#### [GOAL OF THE EXERCISE]
If a line in the entries contains the word "SheetError", list it.

Records from a data collection

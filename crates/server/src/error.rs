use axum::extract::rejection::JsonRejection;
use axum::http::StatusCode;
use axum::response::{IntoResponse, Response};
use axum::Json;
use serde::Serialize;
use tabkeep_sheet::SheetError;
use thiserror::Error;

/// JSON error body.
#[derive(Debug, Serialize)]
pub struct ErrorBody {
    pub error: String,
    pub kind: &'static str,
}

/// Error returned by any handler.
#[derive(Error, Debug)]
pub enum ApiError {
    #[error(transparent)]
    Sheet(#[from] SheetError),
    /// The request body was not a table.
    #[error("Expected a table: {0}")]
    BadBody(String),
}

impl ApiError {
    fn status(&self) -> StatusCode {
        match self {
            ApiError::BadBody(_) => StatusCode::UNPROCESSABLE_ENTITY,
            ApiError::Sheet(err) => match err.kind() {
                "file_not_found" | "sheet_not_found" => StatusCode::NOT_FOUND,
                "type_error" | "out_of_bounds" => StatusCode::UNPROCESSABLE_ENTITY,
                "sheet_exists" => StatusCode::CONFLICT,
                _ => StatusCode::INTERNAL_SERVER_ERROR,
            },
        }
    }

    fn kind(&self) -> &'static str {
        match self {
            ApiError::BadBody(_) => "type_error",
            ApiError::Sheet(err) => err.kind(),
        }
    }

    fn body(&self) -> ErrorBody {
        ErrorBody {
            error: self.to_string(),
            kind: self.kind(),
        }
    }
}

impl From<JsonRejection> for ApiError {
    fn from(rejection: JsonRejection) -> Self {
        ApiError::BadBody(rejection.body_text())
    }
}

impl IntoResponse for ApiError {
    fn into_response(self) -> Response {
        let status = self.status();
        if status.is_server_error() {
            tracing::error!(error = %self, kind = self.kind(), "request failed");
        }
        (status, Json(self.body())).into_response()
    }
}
--
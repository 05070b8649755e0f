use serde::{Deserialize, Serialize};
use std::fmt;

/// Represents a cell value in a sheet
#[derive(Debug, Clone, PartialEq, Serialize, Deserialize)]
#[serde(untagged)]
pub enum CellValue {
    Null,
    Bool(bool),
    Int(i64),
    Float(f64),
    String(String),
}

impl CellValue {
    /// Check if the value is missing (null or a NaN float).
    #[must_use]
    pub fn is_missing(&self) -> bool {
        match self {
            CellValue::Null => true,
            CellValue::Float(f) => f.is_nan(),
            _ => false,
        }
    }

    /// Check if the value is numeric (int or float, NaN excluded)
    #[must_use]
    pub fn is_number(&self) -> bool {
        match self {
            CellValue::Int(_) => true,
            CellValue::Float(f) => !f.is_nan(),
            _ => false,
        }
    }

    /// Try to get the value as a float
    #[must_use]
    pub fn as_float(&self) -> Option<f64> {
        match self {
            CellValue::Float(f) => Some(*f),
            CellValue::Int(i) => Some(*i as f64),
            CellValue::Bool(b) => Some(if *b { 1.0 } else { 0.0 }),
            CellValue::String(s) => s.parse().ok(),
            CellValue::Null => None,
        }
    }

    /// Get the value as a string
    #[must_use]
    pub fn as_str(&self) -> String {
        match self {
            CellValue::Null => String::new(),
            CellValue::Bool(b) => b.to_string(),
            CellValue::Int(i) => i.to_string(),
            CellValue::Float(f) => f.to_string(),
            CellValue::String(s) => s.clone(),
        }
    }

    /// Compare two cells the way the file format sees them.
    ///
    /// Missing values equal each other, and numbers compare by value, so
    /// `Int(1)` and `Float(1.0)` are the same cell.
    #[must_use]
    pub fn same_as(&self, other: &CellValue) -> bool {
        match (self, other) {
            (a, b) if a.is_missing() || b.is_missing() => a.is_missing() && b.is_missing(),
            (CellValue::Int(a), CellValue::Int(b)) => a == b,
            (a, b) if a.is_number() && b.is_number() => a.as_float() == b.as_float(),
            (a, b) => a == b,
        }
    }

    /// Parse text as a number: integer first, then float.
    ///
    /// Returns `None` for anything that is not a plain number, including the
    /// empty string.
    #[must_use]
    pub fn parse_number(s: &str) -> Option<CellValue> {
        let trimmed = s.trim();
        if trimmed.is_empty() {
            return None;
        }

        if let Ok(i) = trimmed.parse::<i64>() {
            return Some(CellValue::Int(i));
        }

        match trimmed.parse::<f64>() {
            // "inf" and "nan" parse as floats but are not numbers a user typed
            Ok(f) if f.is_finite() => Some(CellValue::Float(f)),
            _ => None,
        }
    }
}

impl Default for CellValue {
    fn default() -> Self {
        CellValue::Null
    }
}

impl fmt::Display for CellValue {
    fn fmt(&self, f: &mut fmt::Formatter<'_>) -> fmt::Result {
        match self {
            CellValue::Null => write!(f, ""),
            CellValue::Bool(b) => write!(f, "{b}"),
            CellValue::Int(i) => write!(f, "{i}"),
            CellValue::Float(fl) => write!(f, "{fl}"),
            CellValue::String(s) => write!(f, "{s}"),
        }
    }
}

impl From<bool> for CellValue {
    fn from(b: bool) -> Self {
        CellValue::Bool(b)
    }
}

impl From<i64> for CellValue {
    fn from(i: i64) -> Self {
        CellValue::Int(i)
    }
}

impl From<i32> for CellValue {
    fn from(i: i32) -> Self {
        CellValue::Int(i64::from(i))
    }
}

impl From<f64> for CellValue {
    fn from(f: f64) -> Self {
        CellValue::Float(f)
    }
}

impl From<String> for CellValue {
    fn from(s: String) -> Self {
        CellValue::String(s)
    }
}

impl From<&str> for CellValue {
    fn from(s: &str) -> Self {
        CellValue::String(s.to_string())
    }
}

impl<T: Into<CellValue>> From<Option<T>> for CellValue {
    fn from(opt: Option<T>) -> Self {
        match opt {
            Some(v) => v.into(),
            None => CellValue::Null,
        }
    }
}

#### [RESPONSE AREA]
use tabkeep_sheet::SheetError;
    Sheet(#[from] SheetError),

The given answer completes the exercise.